--- Data shown ---
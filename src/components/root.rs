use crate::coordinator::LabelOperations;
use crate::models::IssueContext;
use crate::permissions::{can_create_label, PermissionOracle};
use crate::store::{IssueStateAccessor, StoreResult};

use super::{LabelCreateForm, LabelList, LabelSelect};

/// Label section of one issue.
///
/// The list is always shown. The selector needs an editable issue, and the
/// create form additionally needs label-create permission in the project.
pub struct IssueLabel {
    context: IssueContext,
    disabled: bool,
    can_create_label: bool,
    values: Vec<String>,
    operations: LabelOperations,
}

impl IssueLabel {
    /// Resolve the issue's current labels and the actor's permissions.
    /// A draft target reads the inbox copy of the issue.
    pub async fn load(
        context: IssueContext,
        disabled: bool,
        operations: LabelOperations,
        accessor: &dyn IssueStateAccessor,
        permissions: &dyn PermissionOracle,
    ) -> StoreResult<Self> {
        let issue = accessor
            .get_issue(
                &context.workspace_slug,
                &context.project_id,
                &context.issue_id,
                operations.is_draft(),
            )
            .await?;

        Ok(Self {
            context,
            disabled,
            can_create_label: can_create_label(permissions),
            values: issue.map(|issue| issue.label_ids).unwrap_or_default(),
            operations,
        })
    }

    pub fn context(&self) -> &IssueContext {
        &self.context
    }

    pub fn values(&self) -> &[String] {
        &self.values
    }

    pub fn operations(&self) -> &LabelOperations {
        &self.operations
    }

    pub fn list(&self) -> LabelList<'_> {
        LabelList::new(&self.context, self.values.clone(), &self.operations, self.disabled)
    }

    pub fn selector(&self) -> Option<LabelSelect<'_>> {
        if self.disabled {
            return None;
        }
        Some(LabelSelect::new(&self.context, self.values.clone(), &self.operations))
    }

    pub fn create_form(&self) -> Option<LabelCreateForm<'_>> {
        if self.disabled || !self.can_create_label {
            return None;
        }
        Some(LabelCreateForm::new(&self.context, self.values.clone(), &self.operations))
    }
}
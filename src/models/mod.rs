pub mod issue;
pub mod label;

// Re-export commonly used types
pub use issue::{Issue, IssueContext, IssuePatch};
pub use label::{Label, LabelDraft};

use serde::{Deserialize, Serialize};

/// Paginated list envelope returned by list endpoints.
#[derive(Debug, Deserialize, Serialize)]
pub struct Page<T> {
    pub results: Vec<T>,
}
---
All entries are to be copied exactly as they read.

- Finished task -
filename src/components/root.rs
use crate::coordinator::LabelOperations;
use crate::models::IssueContext;
use crate::permissions::{can_create_label, PermissionOracle};
use crate::store::{IssueStateAccessor, StoreResult};

use super::{LabelCreateForm, LabelList, LabelSelect};

/// Label section of one issue.
///
/// The list is always shown. The selector needs an editable issue, and the
/// create form additionally needs label-create permission in the project.
pub struct IssueLabel {
    context: IssueContext,
    disabled: bool,
    can_create_label: bool,
    values: Vec<String>,
    operations: LabelOperations,
}

impl IssueLabel {
    /// Resolve the issue's current labels and the actor's permissions.
    /// A draft target reads the inbox copy of the issue.
    pub async fn load(
        context: IssueContext,
        disabled: bool,
        operations: LabelOperations,
        accessor: &dyn IssueStateAccessor,
        permissions: &dyn PermissionOracle,
    ) -> StoreResult<Self> {
        let issue = accessor
            .get_issue(
                &context.workspace_slug,
                &context.project_id,
                &context.issue_id,
                operations.is_draft(),
            )
            .await?;

        Ok(Self {
            context,
            disabled,
            can_create_label: can_create_label(permissions),
            values: issue.map(|issue| issue.label_ids).unwrap_or_default(),
            operations,
        })
    }

    pub fn context(&self) -> &IssueContext {
        &self.context
    }

    pub fn values(&self) -> &[String] {
        &self.values
    }

    pub fn operations(&self) -> &LabelOperations {
        &self.operations
    }

    pub fn list(&self) -> LabelList<'_> {
        LabelList::new(&self.context, self.values.clone(), &self.operations, self.disabled)
    }

    pub fn selector(&self) -> Option<LabelSelect<'_>> {
        if self.disabled {
            return None;
        }
        Some(LabelSelect::new(&self.context, self.values.clone(), &self.operations))
    }

    pub fn create_form(&self) -> Option<LabelCreateForm<'_>> {
        if self.disabled || !self.can_create_label {
            return None;
        }
        Some(LabelCreateForm::new(&self.context, self.values.clone(), &self.operations))
    }
}
filename src/models/mod.rs
pub mod issue;
pub mod label;

// Re-export commonly used types
pub use issue::{Issue, IssueContext, IssuePatch};
pub use label::{Label, LabelDraft};

use serde::{Deserialize, Serialize};

/// Paginated list envelope returned by list endpoints.
#[derive(Debug, Deserialize, Serialize)]
pub struct Page<T> {
    pub results: Vec<T>,
}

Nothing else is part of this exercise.